## YOUR INSTRUCTIONS
Within the entries below, find every line that has the string "inverses", then copy it.

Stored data
※
//! Algebraic properties of the mapping-set operations.

use proptest::prelude::*;
use sssom_context::PrefixMap;
use sssom_mappings::{
    compare, filter_out_prefixes, filter_prefixes, invert_mappings, InversePredicates, Mapping,
    MappingSetTable,
};

// ============================================================================
// Strategies
// ============================================================================

const PREFIXES: [&str; 4] = ["x", "y", "z", "w"];

fn prefix_map() -> PrefixMap {
    PREFIXES
        .iter()
        .map(|p| (p.to_string(), format!("http://{p}.example.org/")))
        .collect()
}

fn entity() -> impl Strategy<Value = String> {
    (proptest::sample::select(PREFIXES.to_vec()), 0u8..6).prop_map(|(p, n)| format!("{p}:{n}"))
}

fn predicate() -> impl Strategy<Value = String> {
    proptest::sample::select(vec![
        "skos:exactMatch",
        "skos:broadMatch",
        "skos:narrowMatch",
        "skos:closeMatch",
        "owl:equivalentClass",
        "rdfs:subClassOf",
    ])
    .prop_map(str::to_string)
}

fn mapping() -> impl Strategy<Value = Mapping> {
    (entity(), predicate(), entity()).prop_map(|(s, p, o)| Mapping::new(s, p, o))
}

fn table() -> impl Strategy<Value = MappingSetTable> {
    proptest::collection::vec(mapping(), 0..24).prop_map(|rows| {
        MappingSetTable::new(rows, Some(&prefix_map()), None).expect("generated rows are valid")
    })
}

fn prefix_subset() -> impl Strategy<Value = Vec<&'static str>> {
    proptest::sample::subsequence(PREFIXES.to_vec(), 1..=PREFIXES.len())
}

const COLUMNS: [&str; 2] = ["subject_id", "object_id"];

// ============================================================================
// Properties
// ============================================================================

proptest! {
    #![proptest_config(ProptestConfig::with_cases(128))]

    #[test]
    fn filter_and_filter_out_partition_rows(t in table(), prefixes in prefix_subset()) {
        let kept = filter_prefixes(t.rows(), &prefixes, &COLUMNS, false).unwrap();
        let dropped = filter_out_prefixes(t.rows(), &prefixes, &COLUMNS, false).unwrap();
        prop_assert_eq!(kept.len() + dropped.len(), t.len());
        for row in &dropped {
            prop_assert!(!kept.contains(row));
        }
    }

    #[test]
    fn require_all_filter_is_contained_in_require_any(t in table(), prefixes in prefix_subset()) {
        let all = filter_prefixes(t.rows(), &prefixes, &COLUMNS, true).unwrap();
        let any = filter_prefixes(t.rows(), &prefixes, &COLUMNS, false).unwrap();
        prop_assert!(all.len() <= any.len());
        for row in &all {
            prop_assert!(any.contains(row));
        }
    }

    #[test]
    fn diff_is_symmetric(a in table(), b in table()) {
        let ab = compare(&a, &b);
        let ba = compare(&b, &a);
        prop_assert_eq!(&ab.unique_left, &ba.unique_right);
        prop_assert_eq!(&ab.unique_right, &ba.unique_left);
        prop_assert_eq!(&ab.common, &ba.common);
        prop_assert!(ab.unique_left.is_disjoint(&ab.common));
        prop_assert!(ab.unique_right.is_disjoint(&ab.common));
    }

    #[test]
    fn double_inversion_restores_rows(t in table()) {
        let inverses = InversePredicates::sssom();
        prop_assume!(inverses.is_symmetric());
        let once = invert_mappings(t.rows(), None, false, &inverses);
        let twice = invert_mappings(&once, None, false, &inverses);
        prop_assert_eq!(twice.as_slice(), t.rows());
    }

    #[test]
    fn non_strict_clean_is_idempotent(t in table()) {
        let mut once = t.clone();
        once.clean_prefix_map(false).unwrap();
        let mut twice = once.clone();
        twice.clean_prefix_map(false).unwrap();
        prop_assert_eq!(once.prefix_map(), twice.prefix_map());
        prop_assert_eq!(once.rows(), t.rows());
    }

    #[test]
    fn strict_clean_failure_changes_nothing(t in table(), extra in mapping()) {
        let mut rows = t.rows().to_vec();
        rows.push(Mapping::new("undefined:1", extra.predicate_id, extra.object_id));
        let mut table = MappingSetTable::new(rows, Some(&prefix_map()), None).unwrap();
        let before = table.prefix_map().clone();
        prop_assert!(table.clean_prefix_map(true).is_err());
        prop_assert_eq!(table.prefix_map(), &before);
    }

    #[test]
    fn removing_own_subset_shrinks_by_its_matches(t in table(), prefixes in prefix_subset()) {
        let subset = t.filter_prefixes(&prefixes, &COLUMNS, false).unwrap();
        let mut reduced = t.clone();
        reduced.remove_mappings(&subset);
        let expected = filter_out_prefixes(t.rows(), &prefixes, &COLUMNS, false).unwrap();
        prop_assert_eq!(reduced.rows(), expected.as_slice());
    }
}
※
## RESPONSE TO THE TASK
        let inverses = InversePredicates::sssom();
        prop_assume!(inverses.is_symmetric());
        let once = invert_mappings(t.rows(), None, false, &inverses);
        let twice = invert_mappings(&once, None, false, &inverses);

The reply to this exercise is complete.